Scientific classification
- Kingdom: Plantae
- Clade: Tracheophytes
- Clade: Angiosperms
- Clade: Magnoliids
- Order: Magnoliales
- Family: Myristicaceae
- Genus: Horsfieldia
- Species: H. irya
- Binomial name: Horsfieldia irya (Gaertn.) Warb.
- Synonyms: Horsfieldia lemanniana (A.DC.) Warb.; Myristica irya Gaertn.;

= Horsfieldia irya =

- Genus: Horsfieldia
- Species: irya
- Authority: (Gaertn.) Warb.
- Conservation status: LC
- Synonyms: Horsfieldia lemanniana (A.DC.) Warb., Myristica irya Gaertn.

Species of plant

Horsfieldia irya is a species of plant in the family Myristicaceae.
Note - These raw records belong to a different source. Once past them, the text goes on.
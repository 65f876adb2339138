//! In-memory chunk source
//!
//! Replays chunks that were already received, e.g. a saved response body.

use std::collections::VecDeque;

use async_trait::async_trait;
use audio_domain::AudioChunk;

use crate::error::SpeechError;
use crate::ports::ChunkSource;
use crate::providers::gemini_stream::decode_stream_body;

/// Chunk source backed by an in-memory queue
#[derive(Debug, Clone, Default)]
pub struct VecChunkSource {
    chunks: VecDeque<AudioChunk>,
}

impl VecChunkSource {
    /// Create a source yielding `chunks` in order
    #[must_use]
    pub fn new(chunks: impl IntoIterator<Item = AudioChunk>) -> Self {
        Self {
            chunks: chunks.into_iter().collect(),
        }
    }

    /// Create a source from a recorded streaming response body
    ///
    /// # Errors
    ///
    /// Returns an error if the body cannot be decoded.
    pub fn from_stream_body(body: &[u8]) -> Result<Self, SpeechError> {
        decode_stream_body(body).map(Self::new)
    }

    /// Number of chunks not yet consumed
    #[must_use]
    pub fn remaining(&self) -> usize {
        self.chunks.len()
    }
}

#[async_trait]
impl ChunkSource for VecChunkSource {
    async fn next_chunk(&mut self) -> Result<Option<AudioChunk>, SpeechError> {
        Ok(self.chunks.pop_front())
    }
}

#[cfg(test)]
mod tests {
    use super::*;

    #[tokio::test]
    async fn yields_chunks_in_order_then_none() {
        let mut source = VecChunkSource::new([
            AudioChunk::new(&b"a"[..], "audio/wav"),
            AudioChunk::new(&b"b"[..], "audio/wav"),
        ]);

        assert_eq!(source.remaining(), 2);
        let first = source.next_chunk().await.unwrap().unwrap();
        let second = source.next_chunk().await.unwrap().unwrap();
        assert_eq!(first.data().as_ref(), b"a");
        assert_eq!(second.data().as_ref(), b"b");
        assert!(source.next_chunk().await.unwrap().is_none());
        assert!(source.next_chunk().await.unwrap().is_none());
    }

    #[tokio::test]
    async fn from_stream_body_decodes_recorded_response() {
        let body = br#"[{"candidates":[{"content":{"parts":[{"inlineData":{"mimeType":"audio/L16;rate=8000","data":"AQI="}}]}}]}]"#;
        let mut source = VecChunkSource::from_stream_body(body).unwrap();

        let chunk = source.next_chunk().await.unwrap().unwrap();
        assert_eq!(chunk.data().as_ref(), &[1, 2]);
        assert_eq!(chunk.mime_type().as_str(), "audio/L16;rate=8000");
    }

    #[test]
    fn from_stream_body_rejects_garbage() {
        assert!(VecChunkSource::from_stream_body(b"[oops").is_err());
    }
}
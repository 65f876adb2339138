//! MIME type value object
//!
//! A MIME type as received alongside a streamed audio chunk, decomposed into
//! its base type and `key=value` parameters.
//!
//! # Examples
//!
//! ```
//! use audio_domain::MimeType;
//!
//! let mime = MimeType::parse("audio/L16; rate=24000");
//! assert_eq!(mime.base_type(), "audio/L16");
//! assert_eq!(mime.parameter("RATE"), Some("24000"));
//! assert_eq!(mime.known_extension(), None);
//!
//! assert_eq!(MimeType::parse("audio/mpeg").known_extension(), Some(".mp3"));
//! ```

use std::fmt;

use serde::{Deserialize, Serialize};

use crate::value_objects::AudioParameters;

/// Extension of the container synthesized for raw PCM payloads
pub const WAV_EXTENSION: &str = ".wav";

/// Look up the file extension for a MIME type that already describes a
/// playable format
///
/// The whole string is matched (surrounding whitespace ignored) and the match
/// is case-sensitive, so `audio/L16` resolves to `.pcm` while
/// `audio/L16;rate=24000` does not resolve at all.
///
/// # Examples
///
/// ```
/// use audio_domain::known_extension;
///
/// assert_eq!(known_extension("audio/wav"), Some(".wav"));
/// assert_eq!(known_extension("audio/L16"), Some(".pcm"));
/// assert_eq!(known_extension("audio/L16;rate=24000"), None);
/// ```
#[must_use]
pub fn known_extension(mime_type: &str) -> Option<&'static str> {
    match mime_type.trim() {
        "audio/wav" => Some(".wav"),
        "audio/mp3" | "audio/mpeg" => Some(".mp3"),
        "audio/ogg" => Some(".ogg"),
        "audio/webm" => Some(".webm"),
        "audio/mp4" => Some(".mp4"),
        // Bare L16 is treated as a known raw type and skips header synthesis.
        "audio/L16" => Some(".pcm"),
        _ => None,
    }
}

/// A parsed MIME type
///
/// Parsing never fails. Tokens after the base type that do not contain `=`
/// are dropped from the parameter list but stay in the raw string.
#[derive(Debug, Clone, PartialEq, Eq, Hash, Serialize, Deserialize)]
#[serde(from = "String", into = "String")]
pub struct MimeType {
    raw: String,
    base_type: String,
    parameters: Vec<(String, String)>,
}

impl MimeType {
    /// Parse a MIME type string
    #[must_use]
    pub fn parse(mime_type: &str) -> Self {
        let raw = mime_type.trim().to_string();
        let mut tokens = raw.split(';').map(str::trim);

        let base_type = tokens.next().unwrap_or_default().to_string();
        let parameters = tokens
            .filter_map(|token| token.split_once('='))
            .map(|(key, value)| (key.trim().to_string(), value.trim().to_string()))
            .collect();

        Self {
            raw,
            base_type,
            parameters,
        }
    }

    /// The trimmed MIME type string as received
    #[must_use]
    pub fn as_str(&self) -> &str {
        &self.raw
    }

    /// The base type, e.g. `audio/L16`
    #[must_use]
    pub fn base_type(&self) -> &str {
        &self.base_type
    }

    /// Iterate over `key=value` parameters in the order they appeared
    pub fn parameters(&self) -> impl Iterator<Item = (&str, &str)> {
        self.parameters
            .iter()
            .map(|(key, value)| (key.as_str(), value.as_str()))
    }

    /// Get a parameter value by case-insensitive key; the last occurrence wins
    #[must_use]
    pub fn parameter(&self, key: &str) -> Option<&str> {
        self.parameters
            .iter()
            .rev()
            .find(|(k, _)| k.eq_ignore_ascii_case(key))
            .map(|(_, value)| value.as_str())
    }

    /// Audio parameters described by this MIME type, with defaults applied
    #[must_use]
    pub fn audio_parameters(&self) -> AudioParameters {
        AudioParameters::parse(&self.raw)
    }

    /// Extension of the self-describing format this MIME type names, if any
    #[must_use]
    pub fn known_extension(&self) -> Option<&'static str> {
        known_extension(&self.raw)
    }

    /// Whether payloads under this MIME type need a synthesized header
    #[must_use]
    pub fn needs_header(&self) -> bool {
        self.known_extension().is_none()
    }
}

impl fmt::Display for MimeType {
    fn fmt(&self, f: &mut fmt::Formatter<'_>) -> fmt::Result {
        f.write_str(&self.raw)
    }
}

impl From<&str> for MimeType {
    fn from(value: &str) -> Self {
        Self::parse(value)
    }
}

impl From<String> for MimeType {
    fn from(value: String) -> Self {
        Self::parse(&value)
    }
}

impl From<MimeType> for String {
    fn from(value: MimeType) -> Self {
        value.raw
    }
}
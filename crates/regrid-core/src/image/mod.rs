//! Image types and operations.
//!
//! This module provides the grid descriptor, sized grids and the sampled
//! image type that pairs a dense pixel buffer with physical metadata.

pub mod geometry;
pub mod grid;
pub mod image;
pub mod pixel;
#[cfg(feature = "tensor")]
pub mod tensor;

pub use geometry::ImageGeometry;
pub use grid::ImageGrid;
pub use image::SampledImage;
pub use pixel::PixelValue;
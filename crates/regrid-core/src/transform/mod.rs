//! Transform types and operations.
//!
//! This module provides spatial transforms mapping physical points of one
//! space into another. Forward maps go from the fixed (output) space to the
//! moving (input) space, which is what resampling consumes directly.
//!
//! [`SpatialTransform`] is a closed set of variants so composition and
//! inversion can pick closed forms per pair of variants.

pub mod affine;
pub mod chained;
pub mod generic;
pub mod rigid;
pub mod translation;

pub use affine::AffineTransform;
pub use chained::ChainedTransform;
pub use generic::{GenericTransform, PointMap};
pub use rigid::RigidTransform;
pub use translation::TranslationTransform;

use crate::error::Result;
use crate::spatial::{Direction, Point, Vector};

/// A mapping from one physical space to another.
#[derive(Debug, Clone, Default)]
pub enum SpatialTransform<const D: usize> {
    /// `T(x) = x`.
    #[default]
    Identity,
    /// `T(x) = x + t`.
    Translation(TranslationTransform<D>),
    /// `T(x) = R(x - c) + c + t` with `R` a proper rotation.
    Rigid(RigidTransform<D>),
    /// `T(x) = A(x - c) + c + t`.
    Affine(AffineTransform<D>),
    /// Arbitrary mapping function.
    Generic(GenericTransform<D>),
    /// Links applied in order.
    Chained(ChainedTransform<D>),
}

impl<const D: usize> SpatialTransform<D> {
    /// Map a single point.
    pub fn map(&self, point: &Point<D>) -> Point<D> {
        match self {
            Self::Identity => *point,
            Self::Translation(t) => t.transform_point(point),
            Self::Rigid(t) => t.transform_point(point),
            Self::Affine(t) => t.transform_point(point),
            Self::Generic(t) => t.transform_point(point),
            Self::Chained(t) => t.transform_point(point),
        }
    }

    /// Map a batch of points.
    pub fn map_points(&self, points: &[Point<D>]) -> Vec<Point<D>> {
        points.iter().map(|p| self.map(p)).collect()
    }

    /// Inverse transform.
    ///
    /// # Errors
    /// * `Singular` for an affine transform with `|det(A)| < 1e-12`
    /// * `NotInvertible` for a generic transform without an inverse mapping,
    ///   or a chain containing one
    pub fn inverse(&self) -> Result<Self> {
        Ok(match self {
            Self::Identity => Self::Identity,
            Self::Translation(t) => Self::Translation(t.inverse()),
            Self::Rigid(t) => Self::Rigid(t.inverse()),
            Self::Affine(t) => Self::Affine(t.inverse()?),
            Self::Generic(t) => Self::Generic(t.inverse()?),
            Self::Chained(t) => t.inverse()?,
        })
    }

    /// Transform applying `self` first and then `other`: `x ↦ other(self(x))`.
    ///
    /// Translation pairs stay translations, translation and rigid pairs stay
    /// rigid, and any linear pair involving an affine collapses into a single
    /// affine. Everything else becomes a flattened chain.
    pub fn compose(&self, other: &Self) -> Self {
        match (self, other) {
            (Self::Identity, _) => other.clone(),
            (_, Self::Identity) => self.clone(),
            (Self::Translation(a), Self::Translation(b)) => {
                Self::Translation(TranslationTransform::new(*a.translation() + *b.translation()))
            }
            _ => match (self.matrix_and_offset(), other.matrix_and_offset()) {
                (Some((m1, o1)), Some((m2, o2))) => {
                    let matrix = m2 * m1;
                    let offset = m2 * o1 + o2;
                    if self.is_affine() || other.is_affine() {
                        Self::Affine(AffineTransform::from_matrix_and_offset(matrix, offset))
                    } else {
                        let center = self
                            .center()
                            .or_else(|| other.center())
                            .unwrap_or_else(Point::origin);
                        Self::Rigid(RigidTransform::from_matrix_and_offset(matrix, offset, center))
                    }
                }
                _ => Self::Chained(ChainedTransform::new([self.clone(), other.clone()])),
            },
        }
    }

    /// Whether the transform is affine in closed form (Identity, Translation,
    /// Rigid or Affine).
    pub fn is_linear(&self) -> bool {
        matches!(
            self,
            Self::Identity | Self::Translation(_) | Self::Rigid(_) | Self::Affine(_)
        )
    }

    /// `(M, o)` such that `T(x) = M x + o`, for linear variants only.
    pub fn matrix_and_offset(&self) -> Option<(Direction<D>, Vector<D>)> {
        match self {
            Self::Identity => Some((Direction::identity(), Vector::zeros())),
            Self::Translation(t) => Some(t.matrix_and_offset()),
            Self::Rigid(t) => Some(t.matrix_and_offset()),
            Self::Affine(t) => Some(t.matrix_and_offset()),
            Self::Generic(_) | Self::Chained(_) => None,
        }
    }

    fn is_affine(&self) -> bool {
        matches!(self, Self::Affine(_))
    }

    fn center(&self) -> Option<Point<D>> {
        match self {
            Self::Rigid(t) => Some(*t.center()),
            Self::Affine(t) => Some(*t.center()),
            _ => None,
        }
    }
}

impl<const D: usize> From<TranslationTransform<D>> for SpatialTransform<D> {
    fn from(t: TranslationTransform<D>) -> Self {
        Self::Translation(t)
    }
}

impl<const D: usize> From<RigidTransform<D>> for SpatialTransform<D> {
    fn from(t: RigidTransform<D>) -> Self {
        Self::Rigid(t)
    }
}

impl<const D: usize> From<AffineTransform<D>> for SpatialTransform<D> {
    fn from(t: AffineTransform<D>) -> Self {
        Self::Affine(t)
    }
}

impl<const D: usize> From<GenericTransform<D>> for SpatialTransform<D> {
    fn from(t: GenericTransform<D>) -> Self {
        Self::Generic(t)
    }
}

impl<const D: usize> From<ChainedTransform<D>> for SpatialTransform<D> {
    fn from(t: ChainedTransform<D>) -> Self {
        Self::Chained(t)
    }
}
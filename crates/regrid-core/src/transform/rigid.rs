//! Rigid transform implementation.
//!
//! This module provides a rigid transform (rotation + translation).

use nalgebra::{Rotation2, Rotation3, UnitQuaternion, Quaternion};
use serde::{Deserialize, Serialize};
use crate::error::{RegridError, Result};
use crate::spatial::{Direction, Point, Vector};

/// Rigid Transform (Rotation + Translation).
///
/// Includes a fixed center of rotation: `T(x) = R(x - c) + c + t`.
/// `R` is validated to be a proper rotation (orthonormal, det = +1).
#[derive(Debug, Clone, Copy, PartialEq, Serialize, Deserialize)]
#[serde(try_from = "RigidParts<D>", into = "RigidParts<D>")]
pub struct RigidTransform<const D: usize> {
    rotation: Direction<D>,
    translation: Vector<D>,
    center: Point<D>,
}

#[derive(Debug, Clone, Serialize, Deserialize)]
struct RigidParts<const D: usize> {
    rotation: Direction<D>,
    translation: Vector<D>,
    center: Point<D>,
}

impl<const D: usize> TryFrom<RigidParts<D>> for RigidTransform<D> {
    type Error = RegridError;

    fn try_from(parts: RigidParts<D>) -> Result<Self> {
        Self::new(parts.rotation, parts.translation, parts.center)
    }
}

impl<const D: usize> From<RigidTransform<D>> for RigidParts<D> {
    fn from(rigid: RigidTransform<D>) -> Self {
        Self {
            rotation: rigid.rotation,
            translation: rigid.translation,
            center: rigid.center,
        }
    }
}

impl<const D: usize> RigidTransform<D> {
    /// Create a new rigid transform.
    ///
    /// # Arguments
    /// * `rotation` - Proper rotation matrix
    /// * `translation` - Translation applied after the rotation
    /// * `center` - Fixed center of rotation
    ///
    /// # Errors
    /// `InvalidTransform` if `rotation` is not orthonormal with determinant +1.
    pub fn new(rotation: Direction<D>, translation: Vector<D>, center: Point<D>) -> Result<Self> {
        if !rotation.is_proper_rotation() {
            return Err(RegridError::invalid_transform(format!(
                "rigid rotation must be orthonormal with determinant +1 (det = {})",
                rotation.determinant()
            )));
        }
        Ok(Self {
            rotation,
            translation,
            center,
        })
    }

    /// Create an identity rigid transform about the origin.
    pub fn identity() -> Self {
        Self {
            rotation: Direction::identity(),
            translation: Vector::zeros(),
            center: Point::origin(),
        }
    }

    /// Rotation matrix.
    pub fn rotation(&self) -> &Direction<D> {
        &self.rotation
    }

    /// Get the translation vector.
    pub fn translation(&self) -> &Vector<D> {
        &self.translation
    }

    /// Get the center of rotation.
    pub fn center(&self) -> &Point<D> {
        &self.center
    }

    /// Map a point.
    pub fn transform_point(&self, point: &Point<D>) -> Point<D> {
        let rotated = self.rotation * (*point - self.center);
        self.center + (rotated + self.translation)
    }

    /// Exact inverse about the same center: `R' = R^T`, `t' = -R^T t`.
    pub fn inverse(&self) -> Self {
        let rotation = self.rotation.transpose();
        Self {
            rotation,
            translation: -(rotation * self.translation),
            center: self.center,
        }
    }

    /// `(M, o)` such that `T(x) = M x + o`, with `o = c + t - R c`.
    pub fn matrix_and_offset(&self) -> (Direction<D>, Vector<D>) {
        let c = self.center.coords();
        (self.rotation, c + self.translation - self.rotation * c)
    }

    /// Rebuild the centered form around `center` from a rotation and an offset.
    pub(crate) fn from_matrix_and_offset(
        rotation: Direction<D>,
        offset: Vector<D>,
        center: Point<D>,
    ) -> Self {
        let c = center.coords();
        Self {
            rotation,
            translation: offset - c + rotation * c,
            center,
        }
    }
}

impl RigidTransform<2> {
    /// 2D rotation by `angle` radians (counter-clockwise) about `center`.
    pub fn from_angle_2d(angle: f64, translation: Vector<2>, center: Point<2>) -> Self {
        let rotation = Rotation2::new(angle);
        Self {
            rotation: Direction(*rotation.matrix()),
            translation,
            center,
        }
    }
}

impl RigidTransform<3> {
    /// 3D rotation from Euler angles `[x, y, z]` in radians, applied as
    /// `R = Rz * Ry * Rx`.
    pub fn from_euler_3d(angles: [f64; 3], translation: Vector<3>, center: Point<3>) -> Self {
        let rotation = Rotation3::from_euler_angles(angles[0], angles[1], angles[2]);
        Self {
            rotation: Direction(*rotation.matrix()),
            translation,
            center,
        }
    }

    /// 3D rotation from a versor `[x, y, z, w]`. The quaternion is normalized.
    ///
    /// # Errors
    /// `InvalidTransform` for a zero or non-finite quaternion.
    pub fn from_versor(versor: [f64; 4], translation: Vector<3>, center: Point<3>) -> Result<Self> {
        let [x, y, z, w] = versor;
        let quaternion = Quaternion::new(w, x, y, z);
        let norm = quaternion.norm();
        if !norm.is_finite() || norm < 1e-12 {
            return Err(RegridError::invalid_transform(format!(
                "versor {:?} cannot be normalized",
                versor
            )));
        }
        let unit = UnitQuaternion::from_quaternion(quaternion);
        Ok(Self {
            rotation: Direction(*unit.to_rotation_matrix().matrix()),
            translation,
            center,
        })
    }
}

#[cfg(test)]
mod tests {
    use super::*;
    use std::f64::consts::FRAC_PI_2;

    fn assert_point_eq<const D: usize>(a: &Point<D>, b: &Point<D>) {
        for i in 0..D {
            assert!((a[i] - b[i]).abs() < 1e-10, "{:?} != {:?}", a, b);
        }
    }

    #[test]
    fn test_rigid_2d_rotation_about_center() {
        let transform =
            RigidTransform::from_angle_2d(FRAC_PI_2, Vector::zeros(), Point::new([1.0, 1.0]));
        // (2, 1) is one unit right of the center; rotating by 90 degrees moves it above.
        assert_point_eq(&transform.transform_point(&Point::new([2.0, 1.0])), &Point::new([1.0, 2.0]));
        assert_point_eq(&transform.transform_point(&Point::new([1.0, 1.0])), &Point::new([1.0, 1.0]));
    }

    #[test]
    fn test_rigid_3d_euler_z() {
        let transform = RigidTransform::from_euler_3d(
            [0.0, 0.0, FRAC_PI_2],
            Vector::new([1.0, 0.0, 0.0]),
            Point::origin(),
        );
        let p = transform.transform_point(&Point::new([1.0, 0.0, 0.0]));
        assert_point_eq(&p, &Point::new([1.0, 1.0, 0.0]));
    }

    #[test]
    fn test_rigid_euler_order_zyx() {
        let angles = [0.3, -0.2, 0.7];
        let transform = RigidTransform::from_euler_3d(angles, Vector::zeros(), Point::origin());
        let rx = Rotation3::from_axis_angle(&nalgebra::Vector3::x_axis(), angles[0]);
        let ry = Rotation3::from_axis_angle(&nalgebra::Vector3::y_axis(), angles[1]);
        let rz = Rotation3::from_axis_angle(&nalgebra::Vector3::z_axis(), angles[2]);
        let expected = rz * ry * rx;
        assert!((transform.rotation().inner() - expected.matrix()).abs().max() < 1e-12);
    }

    #[test]
    fn test_rigid_versor_matches_euler() {
        let half = FRAC_PI_2 / 2.0;
        let versor = RigidTransform::from_versor(
            [0.0, 0.0, half.sin(), half.cos()],
            Vector::zeros(),
            Point::origin(),
        )
        .unwrap();
        let euler = RigidTransform::from_euler_3d([0.0, 0.0, FRAC_PI_2], Vector::zeros(), Point::origin());
        assert!((versor.rotation().inner() - euler.rotation().inner()).abs().max() < 1e-12);
    }

    #[test]
    fn test_rigid_versor_zero_rejected() {
        assert!(matches!(
            RigidTransform::from_versor([0.0; 4], Vector::zeros(), Point::origin()),
            Err(RegridError::InvalidTransform(_))
        ));
    }

    #[test]
    fn test_rigid_rejects_reflection() {
        let reflection = Direction::<2>::from_diagonal([1.0, -1.0]);
        assert!(matches!(
            RigidTransform::new(reflection, Vector::zeros(), Point::origin()),
            Err(RegridError::InvalidTransform(_))
        ));
    }

    #[test]
    fn test_rigid_inverse_round_trip() {
        let transform = RigidTransform::from_euler_3d(
            [0.1, 0.4, -0.9],
            Vector::new([3.0, -1.0, 2.0]),
            Point::new([5.0, 5.0, 5.0]),
        );
        let inverse = transform.inverse();
        let p = Point::new([1.5, -2.0, 7.25]);
        assert_point_eq(&inverse.transform_point(&transform.transform_point(&p)), &p);
        assert_eq!(inverse.center(), transform.center());
    }

    #[test]
    fn test_rigid_matrix_and_offset_round_trip() {
        let transform = RigidTransform::from_angle_2d(0.6, Vector::new([1.0, 2.0]), Point::new([3.0, -4.0]));
        let (m, o) = transform.matrix_and_offset();
        let rebuilt = RigidTransform::from_matrix_and_offset(m, o, *transform.center());
        assert!((rebuilt.translation - transform.translation).norm() < 1e-12);
    }

    #[test]
    fn test_rigid_serde_validates() {
        let transform = RigidTransform::from_angle_2d(0.25, Vector::new([1.0, 0.0]), Point::origin());
        let json = serde_json::to_string(&transform).unwrap();
        let back: RigidTransform<2> = serde_json::from_str(&json).unwrap();
        assert_eq!(back, transform);

        let scaled = RigidParts::<2> {
            rotation: Direction::from_diagonal([2.0, 2.0]),
            translation: Vector::zeros(),
            center: Point::origin(),
        };
        let json = serde_json::to_string(&scaled).unwrap();
        assert!(serde_json::from_str::<RigidTransform<2>>(&json).is_err());
    }
}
It is found in Burma, India, Malaysia, Papua New Guinea, Singapore, Solomon Islands, Sri Lanka, Thailand, and Vietnam.

The plant is a dioecious tree that grows to about 8–10 m high. Its leaves are thick, elliptical and up to 25 cm long, while its panicles are short and have rust hairs. The plant's young leaves are consumed as vegetables, or used an ingredients such as for cooking. In Vietnam it is used in a Bánh tráng Trảng Bàng rice paper dish.